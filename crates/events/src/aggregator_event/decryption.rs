// SPDX-License-Identifier: LGPL-3.0-only
//
// This file is provided WITHOUT ANY WARRANTY;
// without even the implied warranty of MERCHANTABILITY
// or FITNESS FOR A PARTICULAR PURPOSE.

use actix::Message;
use alloy_primitives::B256;
use serde::{Deserialize, Serialize};
use std::fmt::{self, Display};

#[derive(Message, Clone, Debug, PartialEq, Eq, Hash, Serialize, Deserialize)]
#[rtype(result = "()")]
pub struct DecryptionRequested {
    pub request_id: u64,
    pub batch_id: u64,
    pub state_hash: B256,
}

impl Display for DecryptionRequested {
    fn fmt(&self, f: &mut fmt::Formatter<'_>) -> fmt::Result {
        write!(
            f,
            "request_id: {}, batch_id: {}",
            self.request_id, self.batch_id
        )
    }
}

#[derive(Message, Clone, Debug, PartialEq, Eq, Hash, Serialize, Deserialize)]
#[rtype(result = "()")]
pub struct DecryptionCompleted {
    pub request_id: u64,
    pub batch_id: u64,
    pub decrypted_sum: u64,
    pub total_samples: u64,
}

impl Display for DecryptionCompleted {
    fn fmt(&self, f: &mut fmt::Formatter<'_>) -> fmt::Result {
        write!(
            f,
            "request_id: {}, batch_id: {}, sum: {}, samples: {}",
            self.request_id, self.batch_id, self.decrypted_sum, self.total_samples
        )
    }
}
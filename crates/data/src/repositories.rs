// SPDX-License-Identifier: LGPL-3.0-only
//
// This file is provided WITHOUT ANY WARRANTY;
// without even the implied warranty of MERCHANTABILITY
// or FITNESS FOR A PARTICULAR PURPOSE.

use crate::DataStore;

/// Root handle from which typed repositories are derived. Crates add their own repositories by
/// implementing an extension trait on this type.
pub struct Repositories {
    pub store: DataStore,
}

impl From<DataStore> for Repositories {
    fn from(value: DataStore) -> Self {
        Repositories { store: value }
    }
}

impl From<&DataStore> for Repositories {
    fn from(value: &DataStore) -> Self {
        Repositories {
            store: value.clone(),
        }
    }
}

impl Repositories {
    pub fn new(store: DataStore) -> Self {
        Repositories { store }
    }
}

pub trait RepositoriesFactory {
    fn repositories(&self) -> Repositories;
}

impl RepositoriesFactory for DataStore {
    fn repositories(&self) -> Repositories {
        self.into()
    }
}
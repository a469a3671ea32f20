// SPDX-License-Identifier: LGPL-3.0-only
//
// This file is provided WITHOUT ANY WARRANTY;
// without even the implied warranty of MERCHANTABILITY
// or FITNESS FOR A PARTICULAR PURPOSE.

use crate::Accumulator;
use anyhow::{anyhow, bail, Context, Result};
use fhe::bfv::{
    BfvParameters, BfvParametersBuilder, Ciphertext, Encoding, Plaintext, PublicKey, SecretKey,
};
use fhe_traits::{
    DeserializeParametrized, FheDecoder, FheDecrypter, FheEncoder, FheEncrypter, Serialize,
};
use rand::SeedableRng;
use rand_chacha::ChaCha20Rng;
use std::sync::{Arc, Mutex};
use tracing::trace;

pub type SharedRng = Arc<Mutex<ChaCha20Rng>>;

/// (degree, plaintext_modulus, moduli)
pub const SET_2048_1032193_1: (usize, u64, [u64; 1]) = (2048, 1032193, [0x3FFFFFFF000001]);

pub fn build_bfv_params_arc(
    degree: usize,
    plaintext_modulus: u64,
    moduli: &[u64],
) -> Result<Arc<BfvParameters>> {
    BfvParametersBuilder::new()
        .set_degree(degree)
        .set_plaintext_modulus(plaintext_modulus)
        .set_moduli(moduli)
        .build_arc()
        .map_err(|e| anyhow!("Failed to build BFV parameters: {e}"))
}

/// Ciphertext addition under fixed BFV parameters.
///
/// The empty byte string is the identity so that a fresh batch does not need a public key to
/// produce an encryption of zero.
#[derive(Clone)]
pub struct BfvAccumulator {
    params: Arc<BfvParameters>,
}

impl BfvAccumulator {
    pub fn new(params: Arc<BfvParameters>) -> Self {
        Self { params }
    }

    pub fn params(&self) -> Arc<BfvParameters> {
        self.params.clone()
    }

    fn parse(&self, bytes: &[u8]) -> Result<Ciphertext> {
        let ct = Ciphertext::from_bytes(bytes, &self.params)
            .map_err(|e| anyhow!("Error deserializing ciphertext: {e}"))?;
        // Addition asserts on matching shapes, so anything but a fresh two part ciphertext is
        // turned away here.
        if ct.c.len() != 2 || ct.level != 0 {
            bail!(
                "Unsupported ciphertext shape: {} parts at level {}",
                ct.c.len(),
                ct.level
            );
        }
        Ok(ct)
    }
}

impl Accumulator for BfvAccumulator {
    fn identity(&self) -> Vec<u8> {
        vec![]
    }

    fn combine(&self, acc: &[u8], ciphertext: &[u8]) -> Result<Vec<u8>> {
        let ct = self.parse(ciphertext)?;
        if acc.is_empty() {
            return Ok(ct.to_bytes());
        }
        let sum = &self.parse(acc)? + &ct;
        trace!("combined ciphertext into accumulator");
        Ok(sum.to_bytes())
    }

    fn is_well_formed(&self, ciphertext: &[u8]) -> bool {
        !ciphertext.is_empty() && self.parse(ciphertext).is_ok()
    }

    fn serialize(&self, acc: &[u8]) -> Result<Vec<u8>> {
        if acc.is_empty() {
            return Ok(vec![]);
        }
        Ok(self.parse(acc)?.to_bytes())
    }
}

/// A BFV key pair with the rng used to encrypt under it. Submitters only need the public half;
/// the decryption oracle holds the secret half.
pub struct BfvKeyset {
    params: Arc<BfvParameters>,
    secret_key: SecretKey,
    public_key: PublicKey,
    rng: SharedRng,
}

impl BfvKeyset {
    pub fn generate(params: Arc<BfvParameters>, rng: SharedRng) -> Result<Self> {
        let mut guard = rng.lock().map_err(|_| anyhow!("rng lock poisoned"))?;
        let secret_key = SecretKey::random(&params, &mut *guard);
        let public_key = PublicKey::new(&secret_key, &mut *guard);
        drop(guard);
        Ok(Self {
            params,
            secret_key,
            public_key,
            rng,
        })
    }

    /// Deterministic keyset, handy for simulations and tests
    pub fn from_seed(params: Arc<BfvParameters>, seed: u64) -> Result<Self> {
        let rng = Arc::new(Mutex::new(ChaCha20Rng::seed_from_u64(seed)));
        Self::generate(params, rng)
    }

    pub fn params(&self) -> Arc<BfvParameters> {
        self.params.clone()
    }

    /// Encrypt `value` into the constant coefficient of a fresh ciphertext
    pub fn encrypt_u64(&self, value: u64) -> Result<Vec<u8>> {
        let pt = Plaintext::try_encode(&[value], Encoding::poly(), &self.params)
            .map_err(|e| anyhow!("Error encoding plaintext: {e}"))?;
        let mut rng = self.rng.lock().map_err(|_| anyhow!("rng lock poisoned"))?;
        let ct = self
            .public_key
            .try_encrypt(&pt, &mut *rng)
            .map_err(|e| anyhow!("Error encrypting data: {e}"))?;
        Ok(ct.to_bytes())
    }

    /// Decrypt a ciphertext and return its constant coefficient
    pub fn decrypt_u64(&self, ciphertext: &[u8]) -> Result<u64> {
        let ct = Ciphertext::from_bytes(ciphertext, &self.params)
            .map_err(|e| anyhow!("Error deserializing ciphertext: {e}"))?;
        let pt = self
            .secret_key
            .try_decrypt(&ct)
            .map_err(|e| anyhow!("Error decrypting ciphertext: {e}"))?;
        let decoded = Vec::<u64>::try_decode(&pt, Encoding::poly())
            .map_err(|e| anyhow!("Error decoding plaintext: {e}"))?;
        decoded
            .first()
            .copied()
            .context("Decoded plaintext was empty")
    }

    /// Encrypt `value` and append a third polynomial, the shape of an unrelinearized product
    #[cfg(any(test, feature = "test-helpers"))]
    pub fn encrypt_u64_three_part(&self, value: u64) -> Result<Vec<u8>> {
        let ct = Ciphertext::from_bytes(&self.encrypt_u64(value)?, &self.params)
            .map_err(|e| anyhow!("Error deserializing ciphertext: {e}"))?;
        let parts = vec![ct.c[0].clone(), ct.c[1].clone(), ct.c[1].clone()];
        let extended = Ciphertext::new(parts, &self.params)
            .map_err(|e| anyhow!("Error building ciphertext: {e}"))?;
        Ok(extended.to_bytes())
    }
}

#[cfg(test)]
mod tests {
    use super::*;

    fn setup() -> Result<(BfvAccumulator, BfvKeyset)> {
        let (degree, plaintext_modulus, moduli) = SET_2048_1032193_1;
        let params = build_bfv_params_arc(degree, plaintext_modulus, &moduli)?;
        Ok((
            BfvAccumulator::new(params.clone()),
            BfvKeyset::from_seed(params, 42)?,
        ))
    }

    #[test]
    fn sums_encrypted_values() -> Result<()> {
        let (acc, keys) = setup()?;
        let mut sum = acc.identity();
        for v in [5u64, 7, 11] {
            sum = acc.combine(&sum, &keys.encrypt_u64(v)?)?;
        }
        assert_eq!(keys.decrypt_u64(&sum)?, 23);
        Ok(())
    }

    #[test]
    fn combine_order_does_not_change_bytes() -> Result<()> {
        let (acc, keys) = setup()?;
        let a = keys.encrypt_u64(3)?;
        let b = keys.encrypt_u64(9)?;
        let c = keys.encrypt_u64(14)?;

        let forward = acc.combine(&acc.combine(&acc.combine(&acc.identity(), &a)?, &b)?, &c)?;
        let backward = acc.combine(&acc.combine(&acc.combine(&acc.identity(), &c)?, &b)?, &a)?;
        assert_eq!(forward, backward);
        assert_eq!(acc.serialize(&forward)?, acc.serialize(&backward)?);
        Ok(())
    }

    #[test]
    fn identity_is_neutral() -> Result<()> {
        let (acc, keys) = setup()?;
        let a = keys.encrypt_u64(8)?;
        assert_eq!(acc.combine(&acc.identity(), &a)?, acc.serialize(&a)?);
        assert!(acc.serialize(&acc.identity())?.is_empty());
        Ok(())
    }

    #[test]
    fn rejects_malformed_ciphertexts() -> Result<()> {
        let (acc, keys) = setup()?;
        assert!(acc.is_well_formed(&keys.encrypt_u64(1)?));
        assert!(!acc.is_well_formed(&[]));
        assert!(!acc.is_well_formed(b"definitely not a ciphertext"));
        assert!(acc.combine(&acc.identity(), b"junk").is_err());
        Ok(())
    }

    #[test]
    fn rejects_three_part_ciphertexts() -> Result<()> {
        let (acc, keys) = setup()?;
        let fresh = keys.encrypt_u64(2)?;
        let extended = keys.encrypt_u64_three_part(3)?;
        assert!(!acc.is_well_formed(&extended));
        assert!(acc.combine(&acc.identity(), &extended).is_err());
        assert!(acc.combine(&fresh, &extended).is_err());
        assert!(acc.combine(&extended, &fresh).is_err());
        assert!(acc.serialize(&extended).is_err());
        Ok(())
    }
}
// SPDX-License-Identifier: LGPL-3.0-only
//
// This file is provided WITHOUT ANY WARRANTY;
// without even the implied warranty of MERCHANTABILITY
// or FITNESS FOR A PARTICULAR PURPOSE.

use crate::Repository;
use anyhow::Result;
use serde::{de::DeserializeOwned, Serialize};

/// This trait enables the self type to report their state snapshot
pub trait Snapshot
where
    Self: Sized,
{
    /// The Snapshot should represent all the dynamic data managed within the Actor or Object
    ///
    /// The state must be serializable so that it can be stored as a value
    type Snapshot: Serialize + DeserializeOwned;

    /// Return the Snapshot object for the implementor
    fn snapshot(&self) -> Result<Self::Snapshot>;
}

/// This trait enables the self type to checkpoint its state
pub trait Checkpoint: Snapshot {
    /// Declare the Repository instance available on the object
    fn repository(&self) -> &Repository<Self::Snapshot>;

    /// Write the current snapshot to the repository
    fn checkpoint(&self) {
        let Ok(snapshot) = self.snapshot() else {
            return;
        };
        self.repository().write(&snapshot);
    }

    /// Remove the snapshot from the repository
    fn clear_checkpoint(&self) {
        self.repository().clear();
    }
}
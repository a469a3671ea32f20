// SPDX-License-Identifier: LGPL-3.0-only
//
// This file is provided WITHOUT ANY WARRANTY;
// without even the implied warranty of MERCHANTABILITY
// or FITNESS FOR A PARTICULAR PURPOSE.

use anyhow::Result;
use ciphersum_config::AppConfig;

pub fn execute(config: &AppConfig) -> Result<()> {
    match config.config_file() {
        Some(file) => println!("# {}", file.display()),
        None => println!("# defaults (no config file found)"),
    }
    print!("{}", config.to_yaml()?);
    Ok(())
}
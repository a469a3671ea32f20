// SPDX-License-Identifier: LGPL-3.0-only
//
// This file is provided WITHOUT ANY WARRANTY;
// without even the implied warranty of MERCHANTABILITY
// or FITNESS FOR A PARTICULAR PURPOSE.

use alloy::primitives::{keccak256, Address, Signature, B256};
use alloy::signers::{local::PrivateKeySigner, SignerSync};
use anyhow::{anyhow, Result};
use ciphersum_coordinator::ProofVerifier;
use ciphersum_utils::ArcBytes;
use tracing::debug;

/// keccak256(request_id as big endian u64 ‖ cleartext)
pub fn result_digest(request_id: u64, cleartext: &[u8]) -> B256 {
    let mut preimage = Vec::with_capacity(8 + cleartext.len());
    preimage.extend_from_slice(&request_id.to_be_bytes());
    preimage.extend_from_slice(cleartext);
    keccak256(preimage)
}

/// Signs oracle results with an ECDSA key. The proof is an EIP-191 signature over
/// [`result_digest`].
#[derive(Clone, Debug)]
pub struct OracleSigner {
    signer: PrivateKeySigner,
}

impl OracleSigner {
    pub fn new(signer: PrivateKeySigner) -> Self {
        Self { signer }
    }

    pub fn random() -> Self {
        Self::new(PrivateKeySigner::random())
    }

    pub fn from_hex(key: &str) -> Result<Self> {
        let signer: PrivateKeySigner = key
            .trim()
            .parse()
            .map_err(|e| anyhow!("Invalid oracle signer key: {e}"))?;
        Ok(Self::new(signer))
    }

    pub fn address(&self) -> Address {
        self.signer.address()
    }

    pub fn sign(&self, request_id: u64, cleartext: &[u8]) -> Result<ArcBytes> {
        let digest = result_digest(request_id, cleartext);
        let sig = self
            .signer
            .sign_message_sync(digest.as_slice())
            .map_err(|e| anyhow!("Failed to sign oracle result: {e}"))?;
        Ok(ArcBytes::from_bytes(&sig.as_bytes()))
    }
}

pub fn recover_signer(request_id: u64, cleartext: &[u8], proof: &[u8]) -> Result<Address> {
    let sig = Signature::try_from(proof).map_err(|e| anyhow!("Invalid signature: {e}"))?;
    let digest = result_digest(request_id, cleartext);
    sig.recover_address_from_msg(digest.as_slice())
        .map_err(|e| anyhow!("Failed to recover signer address: {e}"))
}

/// Accepts a proof only if it was signed by the trusted oracle key
#[derive(Clone, Copy, Debug, PartialEq, Eq)]
pub struct SignatureVerifier {
    trusted: Address,
}

impl SignatureVerifier {
    pub fn new(trusted: Address) -> Self {
        Self { trusted }
    }

    pub fn trusted(&self) -> Address {
        self.trusted
    }
}

impl ProofVerifier for SignatureVerifier {
    fn verify(&self, request_id: u64, cleartext: &[u8], proof: &[u8]) -> bool {
        match recover_signer(request_id, cleartext, proof) {
            Ok(signer) => signer == self.trusted,
            Err(err) => {
                debug!(request_id, "Proof did not recover: {err}");
                false
            }
        }
    }
}
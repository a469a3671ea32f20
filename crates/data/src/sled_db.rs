// SPDX-License-Identifier: LGPL-3.0-only
//
// This file is provided WITHOUT ANY WARRANTY;
// without even the implied warranty of MERCHANTABILITY
// or FITNESS FOR A PARTICULAR PURPOSE.

use crate::{Get, Insert, Remove};
use anyhow::{anyhow, Context, Result};
use once_cell::sync::Lazy;
use sled::{Db, Tree};
use std::{
    collections::HashMap,
    path::PathBuf,
    sync::{Arc, Mutex},
};
use tracing::info;

// One handle per db file per process; sled refuses a second open of the same path.
static SLED_CACHE: Lazy<Arc<Mutex<HashMap<PathBuf, Db>>>> =
    Lazy::new(|| Arc::new(Mutex::new(HashMap::new())));

fn get_or_open_db(path: &PathBuf) -> Result<Db> {
    let mut cache = SLED_CACHE
        .lock()
        .map_err(|_| anyhow!("sled cache lock poisoned"))?;
    if let Some(db) = cache.get(path) {
        return Ok(db.clone());
    }
    let db = sled::open(path).with_context(|| {
        format!(
            "Could not open database at path '{}'",
            path.to_string_lossy()
        )
    })?;
    if db.was_recovered() {
        info!("recovered db at: {:?}", path);
    } else {
        info!("created db at: {:?}", path);
    }
    cache.insert(path.clone(), db.clone());
    Ok(db)
}

pub struct SledDb {
    db: Tree,
}

impl SledDb {
    pub fn new(path: &PathBuf, tree: &str) -> Result<Self> {
        let db = get_or_open_db(path)?
            .open_tree(tree)
            .with_context(|| format!("Could not open tree '{}'", tree))?;
        Ok(Self { db })
    }

    /// Drop every cached handle so the files can be reopened or removed
    pub fn close_all_connections() {
        if let Ok(mut cache) = SLED_CACHE.lock() {
            cache.clear();
        }
    }

    pub fn insert(&mut self, msg: Insert) -> Result<()> {
        self.db
            .insert(msg.key(), msg.value().to_vec())
            .context("Could not insert data into db")?;
        Ok(())
    }

    pub fn remove(&mut self, msg: Remove) -> Result<()> {
        self.db
            .remove(msg.key())
            .context("Could not remove data from db")?;
        Ok(())
    }

    pub fn get(&self, event: Get) -> Result<Option<Vec<u8>>> {
        let key = event.key();
        let str_key = String::from_utf8_lossy(key).into_owned();
        let res = self
            .db
            .get(key)
            .with_context(|| format!("Failed to fetch {}", str_key))?;

        Ok(res.map(|v| v.to_vec()))
    }

    pub fn flush(&self) -> Result<()> {
        self.db.flush().context("Could not flush db")?;
        Ok(())
    }
}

════

Using the entries above, state the number of lines that include "SignatureVerifier". Add nothing else.

Response. 3